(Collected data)
━━━━━━━━━━━━━━━━

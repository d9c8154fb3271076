//! HTTP DTOs for the demonstration login.

use serde::{Deserialize, Serialize};

use crate::domain::identity::{LoginStep, User};

#[derive(Debug, Clone, Deserialize)]
pub struct DetailsRequest {
    pub name: String,
    pub email: String,
}

#[derive(Debug, Clone, Deserialize)]
pub struct VerifyRequest {
    pub code: String,
}

#[derive(Debug, Clone, Serialize)]
pub struct StepResponse {
    pub step: LoginStep,
}

#[derive(Debug, Clone, Serialize)]
pub struct CurrentUserResponse {
    pub user: Option<User>,
}
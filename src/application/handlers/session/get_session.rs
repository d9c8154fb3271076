//! Session queries and deletion.

use std::sync::Arc;

use super::tool_runner::load_session;
use crate::domain::foundation::SessionId;
use crate::domain::session::{CouncilSession, SessionError};
use crate::ports::SessionRepository;

/// Handler for reading a session snapshot.
pub struct GetSessionHandler {
    repository: Arc<dyn SessionRepository>,
}

impl GetSessionHandler {
    pub fn new(repository: Arc<dyn SessionRepository>) -> Self {
        Self { repository }
    }

    pub async fn handle(&self, session_id: SessionId) -> Result<CouncilSession, SessionError> {
        let session = load_session(&self.repository, session_id).await?;
        let snapshot = session.lock().await.clone();
        Ok(snapshot)
    }
}

/// Handler for discarding a session.
pub struct DeleteSessionHandler {
    repository: Arc<dyn SessionRepository>,
}

impl DeleteSessionHandler {
    pub fn new(repository: Arc<dyn SessionRepository>) -> Self {
        Self { repository }
    }

    pub async fn handle(&self, session_id: SessionId) -> Result<(), SessionError> {
        if !self.repository.delete(&session_id).await? {
            return Err(SessionError::not_found(session_id));
        }
        tracing::info!(%session_id, "Session deleted");
        Ok(())
    }
}

#[cfg(test)]
mod tests {
    use super::*;
    use crate::adapters::storage::InMemorySessionRepository;

    #[tokio::test]
    async fn get_returns_snapshot() {
        let repository: Arc<dyn SessionRepository> = Arc::new(InMemorySessionRepository::new());
        let session = CouncilSession::new(4000);
        let id = session.id();
        repository.insert(session).await.unwrap();

        let snapshot = GetSessionHandler::new(repository).handle(id).await.unwrap();
        assert_eq!(snapshot.id(), id);
    }

    #[tokio::test]
    async fn get_unknown_session_fails() {
        let repository: Arc<dyn SessionRepository> = Arc::new(InMemorySessionRepository::new());
        let id = SessionId::new();

        let err = GetSessionHandler::new(repository).handle(id).await.unwrap_err();
        assert_eq!(err, SessionError::NotFound(id));
    }

    #[tokio::test]
    async fn delete_removes_once() {
        let repository: Arc<dyn SessionRepository> = Arc::new(InMemorySessionRepository::new());
        let session = CouncilSession::new(4000);
        let id = session.id();
        repository.insert(session).await.unwrap();
        let handler = DeleteSessionHandler::new(repository);

        handler.handle(id).await.unwrap();
        assert_eq!(handler.handle(id).await.unwrap_err(), SessionError::NotFound(id));
    }
}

━━━━━━━━━━━━━━━━

## Task to carry out
Look through the data above. Each line containing the word "impl" needs to be copied.

## Response area
impl GetSessionHandler {
impl DeleteSessionHandler {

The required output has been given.